41. Frances Hodgkins (1869 - 1947)
Bradford on Tone
Watercolour
55.4 x 38.5 cm
Signed
est. $60,000 - 90,000
Fetched $112,500
Relative Size: Bradford on Tone
Relative size

PROVENANCE
Collection of Dame Rebecca West, British author, journalist & travel writer Dunbar Sloane, 2/12/2009 Private Collection Wellington

ILLUSTRATED
Frances Hodgkins Works from Private Collections, Kirkcaldie and Stains Ltd, Wellington, August 1989

EXHIBITED
Frances Hodgkins Retrospective, 1947 Lent to this exhibition by Dame Rebecca West

Frances Hodgkins was first introduced to Geoffrey Gorer in 1927 at a party thrown by Cedric Morris and Arthur Lett Haines in London. Gorer went on to introduce her to the rest of his family, and his mother Rée and Hodgkins became very close friends. For the rest of her life, The Elms, the Gorer family home in Highgate, and the cottage Geoffrey acquired in Bradford-on-Tone in 1930 became two places that provided Hodgkins with sustenance, warmth, creative stimulation, and care in times of need.

It was the Croft, however, that had the greater influence on her painting. Situated just outside the village of Bradford-on-Tone on the road to Oake village, the cottage was cared for by Mrs Annie Coggan, who also cooked and cleaned when people were staying at the Croft. Her delicious food delighted Hodgkins, but she also loved her company, as well as the comforting presence of her young daughter Nancy. Mrs Coggan recalled in the 1950s that Nancy would be sent to sleep at the Croft overnight to keep Hodgkins company. Annie was the glowing subject of the two versions of Farmer's Daughter painted around 1931-2. She recalled in a letter to Eric McCormick in 1966 that Hodgkins had been nervous of the cows grazing in the meadows, so that when time allowed, she would accompany Hodgkins with a picnic lunch, enjoying her witty company. Gradually they built up a deep friendship.

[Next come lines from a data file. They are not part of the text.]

//! Doodle Jump entry point
//!
//! Handles platform-specific initialization and runs the game loop.

#[cfg(target_arch = "wasm32")]
use wasm_bindgen::prelude::*;

#[cfg(target_arch = "wasm32")]
mod wasm_game {
    use std::cell::RefCell;
    use std::rc::Rc;
    use wasm_bindgen::prelude::*;
    use web_sys::{CanvasRenderingContext2d, HtmlCanvasElement, KeyboardEvent};

    use doodle_jump::Session;
    use doodle_jump::platform::{KeyValueStore, LocalStore, MemoryStore};
    use doodle_jump::sim::{GamePhase, GameState, PlatformKind};
    use doodle_jump::tuning::Tuning;

    /// Game instance: the session plus the canvas it draws to
    struct Game {
        session: Session<Box<dyn KeyValueStore>>,
        ctx: CanvasRenderingContext2d,
    }

    impl Game {
        fn update(&mut self) {
            for event in self.session.frame() {
                log::debug!("{:?}", event);
            }
        }

        /// Flat-colour rendering of the world and overlays
        fn render(&self) {
            let state = &self.session.state;
            let ctx = &self.ctx;
            let arena = state.tuning.arena;
            let w = arena.width as f64;
            let h = arena.height as f64;

            ctx.set_fill_style_str("rgb(15, 52, 96)");
            ctx.fill_rect(0.0, 0.0, w, h);

            let cam = state.camera_y as f64;
            if state.phase == GamePhase::Playing {
                for platform in &state.platforms.platforms {
                    let color = match platform.kind {
                        PlatformKind::Normal => "rgb(100, 200, 255)",
                        PlatformKind::Moving { .. } => "rgb(255, 200, 100)",
                        PlatformKind::Breaking { .. } if platform.is_triggered() => {
                            if platform.flash_on() {
                                "rgb(200, 100, 100)"
                            } else {
                                "rgb(255, 150, 150)"
                            }
                        }
                        PlatformKind::Breaking { .. } => "rgb(255, 150, 150)",
                    };
                    let b = platform.bounds();
                    ctx.set_fill_style_str(color);
                    ctx.fill_rect(
                        b.left() as f64,
                        b.top() as f64 - cam,
                        b.size.x as f64,
                        b.size.y as f64,
                    );
                }

                let b = state.player.bounds();
                ctx.set_fill_style_str("rgb(120, 220, 120)");
                ctx.fill_rect(
                    b.left() as f64,
                    b.top() as f64 - cam,
                    b.size.x as f64,
                    b.size.y as f64,
                );
            }

            if self.session.settings.show_hud {
                self.render_hud(state);
            }

            match state.phase {
                GamePhase::Start => self.render_overlay(
                    w,
                    h,
                    "DOODLE JUMP",
                    &[
                        "Use ARROW KEYS or A/D to move",
                        "Press H to toggle the HUD",
                        "Press SPACE to Start",
                    ],
                ),
                GamePhase::GameOver => {
                    let score = format!("Score: {}", state.score);
                    let level = format!("Level Reached: {}", state.level);
                    let mut lines = vec![level.as_str(), score.as_str()];
                    if state.new_record {
                        lines.push("NEW HIGH SCORE!");
                    }
                    lines.push("Press SPACE to Play Again");
                    self.render_overlay(w, h, "GAME OVER", &lines);
                }
                GamePhase::Playing => {}
            }
        }

        fn render_hud(&self, state: &GameState) {
            let ctx = &self.ctx;
            ctx.set_fill_style_str("white");
            ctx.set_font("20px sans-serif");
            ctx.set_text_align("left");
            let _ = ctx.fill_text(&format!("Score: {}", state.score), 20.0, 30.0);
            let _ = ctx.fill_text(&format!("Level: {}", state.level), 20.0, 60.0);
            let _ = ctx.fill_text(&format!("High Score: {}", state.high_score), 20.0, 90.0);
        }

        fn render_overlay(&self, w: f64, h: f64, title: &str, lines: &[&str]) {
            let ctx = &self.ctx;
            ctx.set_fill_style_str("rgba(0, 0, 0, 0.6)");
            ctx.fill_rect(0.0, 0.0, w, h);

            ctx.set_text_align("center");
            ctx.set_fill_style_str("white");
            ctx.set_font("48px sans-serif");
            let _ = ctx.fill_text(title, w / 2.0, h / 2.0 - 80.0);

            ctx.set_font("20px sans-serif");
            for (i, line) in lines.iter().enumerate() {
                let _ = ctx.fill_text(line, w / 2.0, h / 2.0 - 20.0 + i as f64 * 40.0);
            }
        }
    }

    pub fn run() {
        console_error_panic_hook::set_once();
        console_log::init_with_level(log::Level::Info).expect("Failed to init logger");

        log::info!("Doodle Jump starting...");

        let window = web_sys::window().expect("no window");
        let document = window.document().expect("no document");

        let canvas: HtmlCanvasElement = document
            .get_element_by_id("canvas")
            .expect("no canvas")
            .dyn_into()
            .expect("not a canvas");

        let tuning = Tuning::default();
        canvas.set_width(tuning.arena.width as u32);
        canvas.set_height(tuning.arena.height as u32);

        let ctx: CanvasRenderingContext2d = canvas
            .get_context("2d")
            .ok()
            .flatten()
            .expect("no 2d context")
            .dyn_into()
            .expect("not a 2d context");

        let store: Box<dyn KeyValueStore> = match LocalStore::open() {
            Ok(store) => Box::new(store),
            Err(e) => {
                log::warn!("{}; high score will not persist", e);
                Box::new(MemoryStore::new())
            }
        };
        let seed = js_sys::Date::now() as u64;
        let game = Rc::new(RefCell::new(Game {
            session: Session::new(store, tuning, seed),
            ctx,
        }));

        log::info!("Game initialized with seed: {}", seed);

        setup_input_handlers(game.clone());
        request_animation_frame(game);

        log::info!("Doodle Jump running!");
    }

    fn setup_input_handlers(game: Rc<RefCell<Game>>) {
        let window = web_sys::window().unwrap();

        {
            let game = game.clone();
            let closure = Closure::<dyn FnMut(_)>::new(move |event: KeyboardEvent| {
                if game.borrow_mut().session.key_down(&event.key()) {
                    event.prevent_default();
                }
            });
            let _ = window
                .add_event_listener_with_callback("keydown", closure.as_ref().unchecked_ref());
            closure.forget();
        }

        {
            let closure = Closure::<dyn FnMut(_)>::new(move |event: KeyboardEvent| {
                game.borrow_mut().session.key_up(&event.key());
            });
            let _ = window
                .add_event_listener_with_callback("keyup", closure.as_ref().unchecked_ref());
            closure.forget();
        }
    }

    fn request_animation_frame(game: Rc<RefCell<Game>>) {
        let window = web_sys::window().unwrap();
        let closure = Closure::once(move |_time: f64| {
            game_loop(game);
        });
        let _ = window.request_animation_frame(closure.as_ref().unchecked_ref());
        closure.forget();
    }

    fn game_loop(game: Rc<RefCell<Game>>) {
        {
            let mut g = game.borrow_mut();
            g.update();
            g.render();
        }

        request_animation_frame(game);
    }
}

#[cfg(target_arch = "wasm32")]
#[wasm_bindgen(start)]
pub fn wasm_main() {
    wasm_game::run();
}

#[cfg(not(target_arch = "wasm32"))]
fn main() {
    env_logger::init();
    log::info!("Doodle Jump (native) starting...");
    log::info!("Native mode runs a headless autopilot session - serve the wasm build to play");

    let mut args = std::env::args().skip(1);
    let seed = args.next().and_then(|s| s.parse().ok()).unwrap_or(2024);
    let tuning = match args.next() {
        Some(path) => load_tuning(&path),
        None => doodle_jump::Tuning::default(),
    };

    autoplay(seed, tuning);
}

#[cfg(target_arch = "wasm32")]
fn main() {
    // WASM entry point is wasm_main, this is just to satisfy the compiler
}

#[cfg(not(target_arch = "wasm32"))]
fn load_tuning(path: &str) -> doodle_jump::Tuning {
    let loaded = std::fs::read_to_string(path)
        .map_err(|e| e.to_string())
        .and_then(|json| doodle_jump::Tuning::from_json(&json).map_err(|e| e.to_string()));
    match loaded {
        Ok(tuning) => {
            log::info!("Loaded tuning from {}", path);
            tuning
        }
        Err(e) => {
            log::warn!("Using default tuning ({}): {}", path, e);
            doodle_jump::Tuning::default()
        }
    }
}

/// Let the autopilot play one run and report how it went
#[cfg(not(target_arch = "wasm32"))]
fn autoplay(seed: u64, tuning: doodle_jump::Tuning) {
    use doodle_jump::Session;
    use doodle_jump::platform::MemoryStore;
    use doodle_jump::sim::{GameEvent, GamePhase, TickInput};

    const MAX_FRAMES: u64 = 60 * 60 * 5;

    let mut session = Session::new(MemoryStore::new(), tuning, seed);
    let idle = TickInput {
        idle_mode: true,
        ..Default::default()
    };

    let mut bounces = 0u32;
    while session.state.frame < MAX_FRAMES {
        for event in session.frame_with(&idle) {
            if let GameEvent::Bounced { .. } = event {
                bounces += 1;
            }
        }
        if session.state.phase == GamePhase::GameOver {
            break;
        }
    }

    let state = &session.state;
    println!(
        "seed {}: score {} level {} after {} frames ({} bounces){}",
        seed,
        state.score,
        state.level,
        state.frame,
        bounces,
        if state.phase == GamePhase::GameOver {
            ""
        } else {
            " - still climbing"
        }
    );
}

This awkwardness around farm animals may have influenced Hodgkins' choice of the riverbank as a favoured place for painting. Running along the side of river from the village carpark is a straight dirt path that is part of the West Deane Way. The field on its left was high with wheat in the spring and summer, whereas in winter the short stubble would have provided little shelter from the wind. Breaks in the underbrush on the riverbank allow views of the water and gave glimpses of the farm on the opposite riverbank, beside which flows a broad weir beside a rough-cut timber barn. Hodgkins painted the weir on several occasions, fascinated by the rapid pace of the water, and the challenge of capturing its constant sparkling movement.

However it was the tangle of willows, cow parsley and weeds on the riverbank that set her a greater challenge. Early on in her English career she had grumbled about the masses of pale greens in an English spring, preferring to capture the sculptural forms of twisted trunks and bare branches of trees stripped bare in the wintertime. And it was these that informed a series of watercolours painted at Bradford-on-Tone over several years in the 1930s, fascinating not least because Hodgkins had to clamber down among the stones, tree roots and branches to do so. But her work after the mid-1930s also respond to the challenge laid down in 1935 by Ben Nicholson and Barbara Hepworth in regard to the 7 & 5 Society to reject figurative subject matter and work in the abstract. While John Piper and Hodgkins both rejected this approach, there is no doubt that a certain degree of abstraction, not least in her arrangement of motifs, began to appear in her work.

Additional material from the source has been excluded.